Многие зафиксированные в дневнике желания, планы и мечты Вавилова не особо интересны: путешествовать, изучить иностранные языки, сдать экзамены и т. п. В армии Вавилову хочется домой (около двух десятков записей), поехать в отпуск, он мечтает перевестись в другую часть (с десяток записей) или получить звание прапорщика. Также он, разумеется, мечтает о победе, скором конце войны.

Его прежние, «довоенные» мечты приобретают на фронте новый облик. Собираясь в армию, еще не зная о будущей войне, Вавилов довольно наивно планирует (16 июня 1914) продолжать заниматься наукой: «Буду заниматься физикой ‹…› а на сон грядущий читать романы. Завел себе толстые тетради 1) для выписок, 2) для кратких рефератов, 3) для физических соображений. // Это 3-е главное дело, ибо безусловно необходимо найти собственную (т. е. независимо от П. П. [Лазарева]) тему работы. Меня все время влечет проблема гравитации… Это бесспорно наиболее ценное в физике» (16 июня 1914). Далее на протяжении всех лет войны примерно в десятке записей он действительно упоминает Gravitationsproblem (как предпочитает ее называть), 27 октября 1915 г. обещает решению этой проблемы посвятить жизнь. «От тоски (иногда раздирающей) спасаюсь у физики, начинаю опять обдумывать разные проекты, как бы экспериментально зацепить „Grav[itation] problem“» (30 октября 1915). Фронтовая реальность вносит коррективы, Вавилову приходится мечтать уже не о занятии столь утонченными темами, а вообще хоть о какой-то физике. «Следовало бы физику не забывать и хотя бы мечтать физически. ‹…› Господи, дай скорее вернуться к физике! (до того скверно, что плачу, когда пишу эти строки)» (29 сентября 1914). Десятки раз Вавилов буквально грезит о науке. «…в сладком сумраке рентгеновского кабинета как хорошо бы делать рентгенограммы и копаться в загадке вещества…» (12 октября 1914). «Оживляешься ведь, в сущности, единственно надеждой на конец. Как одеревенеет за эти ½ года моя физика, бедная физика, попробую хоть помечтать о фотохимии и Gravity Problem etc.» (4 ноября 1914). Он сам называет это ощущение «тоской по физике» (6 декабря 1914). «…перед глазами опять Москва, книги и физика» (25 марта 1915). Летом 1915 г. Вавилов пишет в армии и отсылает в Москву короткую заметку (к сожалению, концептуально неверную) о методической ошибке в знаменитом опыте Майкельсона, давшем толчок возникновению теории относительности, ее публикуют в «Вестнике опытной физики и элементарной математики». В мае 1916 г. Вавилов добивается перевода на радиотелеграфные курсы и затем в соответствующие подразделения армии и гвардии, начинает увлеченно работать со сложным радиооборудованием (в 1919 г. он даже публикует научную статью по итогам этого эпизода своей жизни), и острая тоска по физике немного стихает.

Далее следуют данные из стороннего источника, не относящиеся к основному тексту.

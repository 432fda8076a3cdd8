pub mod cards;
pub mod coach;
pub mod config;
pub mod demo;
pub mod error;
pub mod extract;
pub mod position;
pub mod record;
pub mod segment;
pub mod stats;
pub mod timeline;

pub use config::Config;
pub use error::Error;
pub use extract::{extract, extract_with, parse_hands, parse_hands_with};
pub use position::{Position, RelativePosition};
pub use record::{HandLog, HandRecord, IndexedHand, Outcome};

use log::{debug, error, warn};
use std::path::Path;

const BOM: char = '\u{feff}';

/// Decodes a raw export. Invalid UTF-8 is replaced rather than rejected.
pub fn decode_log(bytes: &[u8]) -> String {
    let text = match std::str::from_utf8(bytes) {
        Ok(text) => text.to_string(),
        Err(e) => {
            warn!(
                "log is not valid UTF-8 (first bad byte at {}), decoding lossily",
                e.valid_up_to()
            );
            String::from_utf8_lossy(bytes).into_owned()
        }
    };
    match text.strip_prefix(BOM) {
        Some(rest) => rest.to_string(),
        None => text,
    }
}

pub fn read_log(path: &Path) -> Result<String, Error> {
    let bytes = std::fs::read(path).map_err(|source| Error::Io {
        path: path.to_path_buf(),
        source,
    })?;
    debug!("read {} bytes from {}", bytes.len(), path.display());
    Ok(decode_log(&bytes))
}

pub fn analyze_file(path: &Path, config: &Config) -> Result<HandLog, Error> {
    let content = read_log(path)?;
    let log = parse_hands_with(&content, &config.parser);
    if log.is_empty() {
        let err = Error::NoHands;
        error!("{}: {}", path.display(), err);
        return Err(err);
    }
    Ok(log)
}
use std::path::PathBuf;

#[derive(Debug, thiserror::Error)]
pub enum Error {
    #[error("failed to read {}: {source}", .path.display())]
    Io {
        path: PathBuf,
        #[source]
        source: std::io::Error,
    },
    #[error("invalid config {}: {source}", .path.display())]
    Config {
        path: PathBuf,
        #[source]
        source: serde_json::Error,
    },
    #[error("no valid hands could be parsed. please check your file format.")]
    NoHands,
}
use std::collections::{BTreeMap, HashMap};
use std::fmt;

pub type ErrorData = BTreeMap<String, String>;
pub type ErrorMap = &'static [(&'static str, &'static str)];

#[derive(Debug, Clone)]
pub struct FirebaseError {
    pub code: String,
    pub message: String,
    pub service: String,
    pub service_name: String,
    pub custom_data: ErrorData,
}

impl fmt::Display for FirebaseError {
    fn fmt(&self, f: &mut fmt::Formatter<'_>) -> fmt::Result {
        write!(f, "{}", self.message)
    }
}

impl std::error::Error for FirebaseError {}

pub struct ErrorFactory {
    service: String,
    service_name: String,
    errors: HashMap<&'static str, &'static str>,
}

impl ErrorFactory {
    pub fn new(service: &'static str, service_name: &'static str, errors: ErrorMap) -> Self {
        let errors_map = errors.iter().copied().collect();
        Self {
            service: service.to_string(),
            service_name: service_name.to_string(),
            errors: errors_map,
        }
    }

    pub fn create(&self, code: &str) -> FirebaseError {
        self.build_error(code, ErrorData::new())
    }

    pub fn create_with_data<I, K, V>(&self, code: &str, data: I) -> FirebaseError
    where
        I: IntoIterator<Item = (K, V)>,
        K: Into<String>,
        V: Into<String>,
    {
        let mut custom_data = ErrorData::new();
        for (key, value) in data {
            custom_data.insert(key.into(), value.into());
        }
        self.build_error(code, custom_data)
    }

    fn build_error(&self, code: &str, custom_data: ErrorData) -> FirebaseError {
        let template = self.errors.get(code).copied().unwrap_or("Error");
        let message = replace_template(template, &custom_data);
        let full_code = format!("{}/{}", self.service, code);
        let full_message = format!("{}: {} ({}).", self.service_name, message, full_code);

        FirebaseError {
            code: full_code,
            message: full_message,
            service: self.service.clone(),
            service_name: self.service_name.clone(),
            custom_data,
        }
    }
}

fn replace_template(template: &str, data: &ErrorData) -> String {
    let mut result = String::with_capacity(template.len());
    let mut remainder = template;

    while let Some(start) = remainder.find("{$") {
        let (head, tail) = remainder.split_at(start);
        result.push_str(head);
        if let Some(end) = tail.find('}') {
            let key = &tail[2..end];
            let value = data
                .get(key)
                .cloned()
                .unwrap_or_else(|| format!("<{key}?>"));
            result.push_str(&value);
            remainder = &tail[end + 1..];
        } else {
            // No closing brace, append the rest and break.
            result.push_str(tail);
            remainder = "";
            break;
        }
    }

    result.push_str(remainder);
    result
}

#[cfg(test)]
mod tests {
    use super::*;

    const ERRORS: ErrorMap = &[
        ("missing", "Missing field: {$field}"),
        ("unknown", "Unknown error"),
    ];

    #[test]
    fn create_without_data_uses_template() {
        let factory = ErrorFactory::new("service", "Service", ERRORS);
        let error = factory.create("unknown");
        assert_eq!(error.code, "service/unknown");
        assert!(error.message.contains("Service"));
    }

    #[test]
    fn create_with_data_replaces_placeholders() {
        let factory = ErrorFactory::new("service", "Service", ERRORS);
        let error = factory.create_with_data("missing", [("field", "name")]);
        assert!(error.message.contains("name"));
        assert_eq!(error.custom_data.get("field"), Some(&"name".to_string()));
    }

    #[test]
    fn missing_placeholder_is_flagged() {
        let factory = ErrorFactory::new("service", "Service", ERRORS);
        let error = factory.create("missing");
        assert!(error.message.contains("<field?>"));
    }
}
/// Installs a user-supplied logger that receives Firebase diagnostic messages.
pub fn on_log(callback: Option<LogCallback>, options: Option<LogOptions>) -> AppResult<()> {
    logger::set_user_log_handler(callback, options);
    Ok(())
}

/// Sets the global Firebase SDK log level.
pub fn set_log_level(level: LogLevel) {
    let _ = logger::set_log_level(level);
}

#[cfg(test)]
mod tests {
    use super::*;
    use crate::app::heartbeat::clear_heartbeat_store_for_tests;
    use crate::app::registry;
    use crate::component::types::{ComponentType, DynService, InstanceFactory, InstantiationMode};
    use crate::component::Component;
    use futures::executor::block_on;
    use std::sync::atomic::{AtomicUsize, Ordering};
    use std::sync::{Arc, LazyLock, Mutex};

    static TEST_COUNTER: AtomicUsize = AtomicUsize::new(0);
    static TEST_SERIAL: LazyLock<Mutex<()>> = LazyLock::new(|| Mutex::new(()));

    fn next_name(prefix: &str) -> String {
        let id = TEST_COUNTER.fetch_add(1, Ordering::SeqCst);
        format!("{}-{}", prefix, id)
    }

    fn test_options() -> FirebaseOptions {
        FirebaseOptions {
            api_key: Some("test-key".to_string()),
            project_id: Some("test-project".to_string()),
            app_id: Some("1:123:web:test".to_string()),
            ..Default::default()
        }
    }

    fn reset() {
        {
            let _guard = super::global_app_guard();
            let mut apps = registry::apps_guard();
            for app in apps.values() {
                app.set_is_deleted(true);
            }
            apps.clear();
            registry::server_apps_guard().clear();
        }

        assert!(registry::apps_guard().is_empty());
        crate::component::clear_global_components_for_test();
        clear_registered_versions_for_tests();
        clear_heartbeat_store_for_tests();
    }

    fn with_serialized_test<F: FnOnce()>(f: F) {
        let _guard = TEST_SERIAL.lock().unwrap();
        reset();
        f();
    }

    fn make_test_component(name: &str) -> Component {
        let factory: InstanceFactory = Arc::new(|_, _| Ok(Arc::new(()) as DynService));
        Component::new(name.to_string(), factory, ComponentType::Public)
            .with_instantiation_mode(InstantiationMode::Lazy)
    }

    #[test]
    fn initialize_app_creates_default_app() {
        with_serialized_test(|| {
            let app = block_on(super::initialize_app(test_options(), None)).expect("init app");
            assert_eq!(app.name(), DEFAULT_ENTRY_NAME);
        });
    }

    #[test]
    fn initialize_app_creates_named_app() {
        with_serialized_test(|| {
            let app = block_on(super::initialize_app(
                test_options(),
                Some(FirebaseAppSettings {
                    name: Some("MyApp".to_string()),
                    automatic_data_collection_enabled: None,
                }),
            ))
            .expect("init named app");
            assert_eq!(app.name(), "MyApp");
        });
    }

    #[test]
    fn initialize_app_with_same_options_returns_same_instance() {
        with_serialized_test(|| {
            let opts = test_options();
            let app1 = block_on(super::initialize_app(opts.clone(), None)).expect("first init");
            let app2 = block_on(super::initialize_app(opts, None)).expect("second init");
            let container1 = app1.container().inner.clone();
            let container2 = app2.container().inner.clone();
            assert!(Arc::ptr_eq(&container1, &container2));
        });
    }

    #[test]
    fn initialize_app_duplicate_options_fails() {
        with_serialized_test(|| {
            let app_name = next_name("dup-app");
            let opts1 = test_options();
            let settings = FirebaseAppSettings {
                name: Some(app_name.clone()),
                automatic_data_collection_enabled: None,
            };
            let _ = block_on(super::initialize_app(opts1.clone(), Some(settings.clone())))
                .expect("first init");
            let mut opts2 = opts1.clone();
            opts2.api_key = Some("other-key".to_string());
            let result = block_on(super::initialize_app(opts2, Some(settings)));
            assert!(matches!(result, Err(AppError::DuplicateApp { .. })));
        });
    }

    #[test]
    fn initialize_app_duplicate_config_fails() {
        with_serialized_test(|| {
            let opts = test_options();
            let settings = FirebaseAppSettings {
                name: Some("dup".to_string()),
                automatic_data_collection_enabled: Some(true),
            };
            let _ = block_on(super::initialize_app(opts.clone(), Some(settings.clone())))
                .expect("first init");
            let mut other = settings.clone();
            other.automatic_data_collection_enabled = Some(false);
            let result = block_on(super::initialize_app(opts, Some(other)));
            assert!(matches!(result, Err(AppError::DuplicateApp { .. })));
        });
    }

    #[test]
    fn automatic_data_collection_defaults_true() {
        with_serialized_test(|| {
            let app = block_on(super::initialize_app(test_options(), None)).expect("init app");
            assert!(app.automatic_data_collection_enabled());
        });
    }

    #[test]
    fn automatic_data_collection_respects_setting() {
        with_serialized_test(|| {
            let app = block_on(super::initialize_app(
                test_options(),
                Some(FirebaseAppSettings {
                    name: None,
                    automatic_data_collection_enabled: Some(false),
                }),
            ))
            .expect("init app");
            assert!(!app.automatic_data_collection_enabled());
        });
    }

    #[test]
    fn registered_components_attach_to_new_app() {
        with_serialized_test(|| {
            let name1 = next_name("test-component");
            let name2 = next_name("test-component");
            let _ = registry::register_component(make_test_component(&name1));
            let _ = registry::register_component(make_test_component(&name2));

            let app = block_on(super::initialize_app(test_options(), None)).expect("init app");
            assert!(app.container().get_provider(&name1).is_component_set());
            assert!(app.container().get_provider(&name2).is_component_set());
        });
    }

    #[test]
    fn delete_app_marks_app_deleted_and_clears_registry() {
        with_serialized_test(|| {
            let app = block_on(super::initialize_app(test_options(), None)).expect("init app");
            let name = app.name().to_string();
            {
                let apps = registry::apps_guard();
                assert!(apps.contains_key(&name));
            }
            assert!(block_on(super::delete_app(&app)).is_ok());
            assert!(app.is_deleted());
            {
                let apps = registry::apps_guard();
                assert!(!apps.contains_key(&name));
            }
        });
    }

    #[test]
    fn register_version_registers_component() {
        with_serialized_test(|| {
            let library = next_name("lib");
            block_on(super::register_version(&library, "1.0.0", None));
            let components = registry::registered_components_guard();
            let expected = format!("{}-version", library);
            assert!(components.keys().any(|key| key.as_ref() == expected));
        });
    }

    #[test]
    fn get_app_returns_existing_app() {
        with_serialized_test(|| {
            let created = block_on(super::initialize_app(test_options(), None)).expect("init app");
            let fetched = block_on(super::get_app(None)).expect("get app");
            assert_eq!(created.name(), fetched.name());
        });
    }

    #[test]
    fn get_app_nonexistent_fails() {
        with_serialized_test(|| {
            let result = block_on(super::get_app(Some("missing")));
            assert!(matches!(result, Err(AppError::NoApp { .. })));
        });
    }
}
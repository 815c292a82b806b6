use crate::app::types::{PlatformLoggerService, VersionService};
use crate::component::types::ComponentType;
use crate::component::ComponentContainer;

pub struct PlatformLoggerServiceImpl {
    container: ComponentContainer,
}

impl PlatformLoggerServiceImpl {
    /// Creates the platform logger service using the component container from an app.
    pub fn new(container: ComponentContainer) -> Self {
        Self { container }
    }
}

impl PlatformLoggerService for PlatformLoggerServiceImpl {
    fn platform_info_string(&self) -> String {
        let providers = self.container.get_providers();
        let mut entries = Vec::new();
        for provider in providers {
            if provider.component_type() == Some(ComponentType::Version) {
                if let Some(service) = provider.get_immediate::<VersionService>() {
                    entries.push(format!("{}/{}", service.library, service.version));
                }
            }
        }
        entries.join(" ")
    }
}
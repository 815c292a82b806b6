pub mod connection;
pub mod datastore;
pub mod listen_target_registry;
pub mod local_store;
pub mod mutation;
pub mod network;
pub mod online_state;
pub mod remote_event;
pub mod remote_store;
pub mod remote_syncer;
pub mod rpc_error;
pub mod serializer;
pub mod stream;
pub mod streams;
pub(crate) mod structured_query;
pub mod syncer_bridge;
pub mod watch_change;
pub mod watch_change_aggregator;
pub mod write_pipeline;

pub use connection::{Connection, ConnectionBuilder, RequestContext};
pub use datastore::{
    Datastore, HttpDatastore, InMemoryDatastore, NoopTokenProvider, RetrySettings, StreamHandle,
    StreamingDatastore, StreamingDatastoreImpl, StreamingFuture, TokenProviderArc,
};
pub use listen_target_registry::{ListenTargetRegistry, Purpose, QueryData};
pub use local_store::LocalStore;
pub use mutation::{MutationBatch, MutationBatchResult};
pub use network::{NetworkLayer, NetworkLayerBuilder, NetworkStreamHandler, StreamCredentials};
pub use online_state::{OnlineState, OnlineStateTracker};
pub use remote_event::{RemoteEvent, TargetChange};
pub use remote_store::RemoteStore;
pub use remote_syncer::{box_remote_store_future, RemoteStoreFuture, RemoteSyncer};
pub use rpc_error::{is_permanent_error, is_permanent_write_error, map_http_error};
pub use serializer::JsonProtoSerializer;
#[cfg(not(target_arch = "wasm32"))]
pub use stream::WebSocketTransport;
pub use stream::{InMemoryTransport, MultiplexedConnection, MultiplexedStream, StreamTransport};
pub use streams::{
    ListenStream, ListenStreamDelegate, ListenTarget, TargetPayload, WriteStream,
    WriteStreamDelegate,
};
pub use syncer_bridge::{RemoteSyncerBridge, RemoteSyncerDelegate};
pub use watch_change::{
    DocumentChange, DocumentDelete, DocumentRemove, ExistenceFilterChange, TargetChangeState,
    WatchChange, WatchDocument, WatchTargetChange,
};
pub use watch_change_aggregator::{TargetMetadataProvider, WatchChangeAggregator};
pub use write_pipeline::{WritePipeline, MAX_PENDING_WRITES};
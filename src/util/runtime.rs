//! Shared runtime helpers for bridging async code in synchronous contexts.

#[cfg(not(target_arch = "wasm32"))]
pub mod native {
    use std::future::Future;
    use std::sync::LazyLock;

    use tokio::runtime::{Builder, Runtime};

    static RUNTIME: LazyLock<Runtime> = LazyLock::new(|| {
        Builder::new_current_thread()
            .enable_all()
            .build()
            .expect("failed to build tokio runtime")
    });

    /// Blocks the current thread on the provided future using a shared Tokio runtime.
    pub fn block_on<F, T>(future: F) -> T
    where
        F: Future<Output = T> + 'static,
        T: 'static,
    {
        RUNTIME.block_on(future)
    }
}

#[cfg(target_arch = "wasm32")]
pub mod native {
    use std::future::Future;

    /// Blocking on futures is not supported in wasm builds; callers should rely on async APIs.
    pub fn block_on<F, T>(_future: F) -> T
    where
        F: Future<Output = T>,
    {
        panic!("blocking on futures is unsupported in wasm builds")
    }
}

pub use native::block_on;
use std::sync::atomic::{AtomicU64, Ordering};
use std::sync::Arc;
use std::time::Duration;

use async_lock::Mutex;

use crate::firestore::error::FirestoreError;
use crate::firestore::remote::remote_syncer::RemoteSyncer;
use crate::platform::runtime;

/// Connectivity state the remote store reports to query listeners.
#[derive(Clone, Copy, Debug, PartialEq, Eq)]
pub enum OnlineState {
    /// No verdict yet; a watch stream connection is still being attempted.
    Unknown,
    Online,
    Offline,
}

/// Watch stream failures tolerated before reporting `Offline` without
/// waiting for the connect timeout below.
const MAX_WATCH_STREAM_FAILURES: u32 = 1;

/// How long a watch stream connection attempt gets before the tracker gives
/// up waiting and reports `Offline` on its own.
const ONLINE_STATE_TIMEOUT: Duration = Duration::from_secs(10);

struct TrackerState {
    online_state: OnlineState,
    watch_stream_failures: u32,
}

/// Debounces the raw watch stream open/close/error events into the
/// `OnlineState` observers actually care about, so a single dropped
/// connection doesn't flash the UI between online and offline.
pub struct OnlineStateTracker {
    state: Mutex<TrackerState>,
    syncer: Arc<dyn RemoteSyncer>,
    generation: AtomicU64,
}

impl OnlineStateTracker {
    pub fn new(syncer: Arc<dyn RemoteSyncer>) -> Arc<Self> {
        Arc::new(Self {
            state: Mutex::new(TrackerState {
                online_state: OnlineState::Unknown,
                watch_stream_failures: 0,
            }),
            syncer,
            generation: AtomicU64::new(0),
        })
    }

    pub async fn current(&self) -> OnlineState {
        self.state.lock().await.online_state
    }

    /// Called when a new watch stream connection attempt begins. Arms a
    /// timer that flips the state to `Offline` if the stream doesn't open
    /// (and start producing data) before it elapses.
    pub async fn handle_watch_stream_start(self: &Arc<Self>) {
        let already_online = {
            let mut state = self.state.lock().await;
            state.watch_stream_failures = 0;
            state.online_state == OnlineState::Online
        };
        if already_online {
            return;
        }

        let generation = self.generation.fetch_add(1, Ordering::SeqCst) + 1;
        let this = Arc::clone(self);
        runtime::spawn_detached(async move {
            runtime::sleep(ONLINE_STATE_TIMEOUT).await;
            if this.generation.load(Ordering::SeqCst) == generation {
                this.transition(OnlineState::Offline).await;
            }
        });
    }

    /// Called for every watch stream failure while connecting or running.
    pub async fn handle_watch_stream_failure(self: &Arc<Self>, _error: &FirestoreError) {
        let should_go_offline = {
            let mut state = self.state.lock().await;
            state.watch_stream_failures += 1;
            state.watch_stream_failures >= MAX_WATCH_STREAM_FAILURES
        };
        if should_go_offline {
            self.transition(OnlineState::Offline).await;
        }
    }

    /// Called once the watch stream is confirmed healthy (handshake done,
    /// or a first watch change was received).
    pub async fn set_online(self: &Arc<Self>) {
        self.generation.fetch_add(1, Ordering::SeqCst);
        self.transition(OnlineState::Online).await;
    }

    /// Forces the state to `Offline`, e.g. when the caller disables network
    /// usage outright. Invalidates any pending connect-timeout timer.
    pub async fn set_offline(self: &Arc<Self>) {
        self.generation.fetch_add(1, Ordering::SeqCst);
        {
            let mut state = self.state.lock().await;
            state.watch_stream_failures = 0;
        }
        self.transition(OnlineState::Offline).await;
    }

    /// Forces the state back to `Unknown`, e.g. on shutdown, so listeners
    /// don't see a spurious `Offline` before the connection is torn down.
    pub async fn set_unknown(self: &Arc<Self>) {
        self.generation.fetch_add(1, Ordering::SeqCst);
        {
            let mut state = self.state.lock().await;
            state.watch_stream_failures = 0;
        }
        self.transition(OnlineState::Unknown).await;
    }

    async fn transition(self: &Arc<Self>, new_state: OnlineState) {
        let changed = {
            let mut state = self.state.lock().await;
            if new_state == OnlineState::Online {
                state.watch_stream_failures = 0;
            }
            let changed = state.online_state != new_state;
            state.online_state = new_state;
            changed
        };
        if changed {
            self.syncer.handle_online_state_change(new_state);
        }
    }
}
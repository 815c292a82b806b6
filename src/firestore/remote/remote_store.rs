use std::collections::BTreeSet;
use std::sync::{Arc, Weak};

use async_lock::Mutex;
use async_trait::async_trait;

use crate::firestore::error::{internal_error, FirestoreError, FirestoreResult};
use crate::firestore::model::Timestamp;
use crate::firestore::remote::listen_target_registry::{ListenTargetRegistry, Purpose, QueryData};
use crate::firestore::remote::mutation::{MutationBatch, MutationBatchResult};
use crate::firestore::remote::online_state::OnlineStateTracker;
use crate::firestore::remote::remote_syncer::RemoteSyncer;
use crate::firestore::remote::rpc_error::{is_permanent_error, is_permanent_write_error};
use crate::firestore::remote::streams::{
    ListenStream, ListenStreamDelegate, ListenTarget, WriteResponse, WriteStream,
    WriteStreamDelegate,
};
use crate::firestore::remote::watch_change::{
    DocumentDelete, DocumentRemove, WatchChange, WatchTargetChange,
};
use crate::firestore::remote::write_pipeline::WritePipeline;
use crate::firestore::remote::{
    JsonProtoSerializer, NetworkLayer, OnlineState, TargetMetadataProvider, WatchChangeAggregator,
};

#[cfg(test)]
use crate::firestore::remote::remote_event::RemoteEvent;

/// Enumerates reasons why the remote store temporarily disables network usage.
#[allow(dead_code)]
#[derive(Clone, Copy, Debug, PartialEq, Eq, PartialOrd, Ord)]
enum OfflineCause {
    UserDisabled,
    CredentialChange,
    ConnectivityChange,
    Shutdown,
}

struct SyncerMetadataProvider {
    syncer: Arc<dyn RemoteSyncer>,
}

impl SyncerMetadataProvider {
    fn new(syncer: Arc<dyn RemoteSyncer>) -> Self {
        Self { syncer }
    }
}

impl TargetMetadataProvider for SyncerMetadataProvider {
    fn get_remote_keys(&self, target_id: i32) -> BTreeSet<crate::firestore::model::DocumentKey> {
        self.syncer.get_remote_keys_for_target(target_id)
    }
}

struct RemoteStoreState {
    listen_targets: ListenTargetRegistry,
    watch_stream: Option<Arc<ListenStream<RemoteListenDelegate>>>,
    write_stream: Option<Arc<WriteStream<RemoteWriteDelegate>>>,
    watch_aggregator: Option<WatchChangeAggregator<SyncerMetadataProvider>>,
    write_handshake_complete: bool,
    write_pipeline: WritePipeline,
    last_batch_id: Option<i32>,
    offline_causes: BTreeSet<OfflineCause>,
}

impl Default for RemoteStoreState {
    fn default() -> Self {
        Self {
            listen_targets: ListenTargetRegistry::new(),
            watch_stream: None,
            write_stream: None,
            watch_aggregator: None,
            write_handshake_complete: false,
            write_pipeline: WritePipeline::new(),
            last_batch_id: None,
            offline_causes: BTreeSet::new(),
        }
    }
}

/// Coordinates the watch and write streams, mediating between whatever is
/// queued locally (pending mutations, active query listeners) and the two
/// long-lived duplex streams that carry them to and from the backend.
///
/// Connection lifecycle, target bookkeeping and write ordering live here;
/// deciding what to do with the results (applying a snapshot, persisting an
/// acknowledgement) is left to the [`RemoteSyncer`] this store is built
/// with.
#[derive(Clone)]
pub struct RemoteStore {
    inner: Arc<RemoteStoreInner>,
}

impl RemoteStore {
    /// Builds a new remote store using the provided network layer and
    /// serializer.
    pub fn new(
        network_layer: NetworkLayer,
        serializer: JsonProtoSerializer,
        remote_syncer: Arc<dyn RemoteSyncer>,
    ) -> Self {
        let inner = Arc::new(RemoteStoreInner::new(
            network_layer,
            serializer,
            remote_syncer,
        ));
        Self { inner }
    }

    /// Enables network usage and restarts the streams if necessary.
    pub async fn enable_network(&self) -> FirestoreResult<()> {
        self.inner.enable_network().await
    }

    /// Temporarily disables all remote streams.
    pub async fn disable_network(&self) -> FirestoreResult<()> {
        self.inner.disable_network(OfflineCause::UserDisabled).await
    }

    /// Shuts the remote store down permanently.
    pub async fn shutdown(&self) -> FirestoreResult<()> {
        self.inner.shutdown().await
    }

    /// Registers a new listen target. If the listen stream is active, the
    /// target is sent immediately; otherwise it will be sent after the next
    /// reconnect.
    pub async fn listen(&self, target: ListenTarget) -> FirestoreResult<()> {
        self.inner.listen(target).await
    }

    /// Removes an existing listen target from the active set.
    pub async fn unlisten(&self, target_id: i32) -> FirestoreResult<()> {
        self.inner.unlisten(target_id).await
    }

    /// Asks the remote store to poll the mutation queue and push pending
    /// batches to the write stream.
    pub async fn pump_writes(&self) -> FirestoreResult<()> {
        self.inner.fill_write_pipeline().await
    }

    /// Notifies the remote store that authentication credentials changed,
    /// forcing a stream restart.
    pub async fn handle_credential_change(&self) -> FirestoreResult<()> {
        self.inner.handle_credential_change().await
    }

    /// Returns the connectivity state currently reported to query listeners.
    pub async fn online_state(&self) -> OnlineState {
        self.inner.online_state.current().await
    }
}

struct RemoteStoreInner {
    state: Mutex<RemoteStoreState>,
    network_layer: NetworkLayer,
    serializer: JsonProtoSerializer,
    remote_syncer: Arc<dyn RemoteSyncer>,
    online_state: Arc<OnlineStateTracker>,
}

Однако описанная «тоска по науке» проявляется также еще и в более сложном и интересном комплексе образов. Можно обозначить его вслед за самим Вавиловым словами dumpfes Mauerloch. «Verfluchtes dumpfes Mauerloch» – это описание чернокнижником Фаустом своей тесной захламленной лаборатории в трагедии И. В. Гете «Фауст» (сцена 1), дословно – «проклятая скучная дыра в стене». Вавилов использует это немецкое выражение для обозначения лаборатории и, шире, своего идеала занятий наукой. «В эти тяжкие минуты погрузиться бы в океан книг, замкнуться в свой dumpfes Mauerloch, корпеть над Gravitation’s Problem» (10 июня 1915). Перед войной Вавилов трижды пишет о своем разочаровании в лабораторной работе, наступившем после смерти П. Н. Лебедева, например так (26 апреля 1913): «Еще одно страшное желание приходится выговаривать, надо постараться покончить с лабораторией». Но образ не конкретной московской людной лаборатории, а лаборатории абстрактной, обобщенной, становится одним из навязчивых образов в его армейских мечтаниях о занятиях наукой. «Запереться бы от всяких газет и войны в лаборатории с библиотекой» (1 октября 1914). «Mauerloch с книгами и лабораторией лучше всякого мира» (8 октября 1914). «Суждено или нет мне то, о чем мечтаю, – тишь лаборатории и библиотеки» (18 марта 1915). К этому образу дополнительным штрихом неожиданно становится лес и монастырская келья. «Мне только два пути спасения „in Museum“9 и „в лесу“» (20 апреля 1916). Еще до армии Вавилов дважды пишет: «…я всерьез иногда думаю о монастыре. ‹…› Книги, келья и лес – больше ничего не надо» (15 июля 1913), «…высшим счастьем теперь кажется уйти в лес. ‹…› Но в лес я хочу с книгами. ‹…› Ах, книги, лаборатория и лес – вот и paradiso ritrovato10» (28 января 1914). Этот образ сохраняется и в последующие годы. «Смотрю на леса на горизонте, синие и дикие. Хорошо бы убежать в эту дичь и чащи и поселиться где-нибудь под землей, под мхом и корнями, зажать уши, не слушать выстрелов, не говорить о безнадежной войне, читать, работать в лаборатории и в конце концов так умереть» (27 августа 1915).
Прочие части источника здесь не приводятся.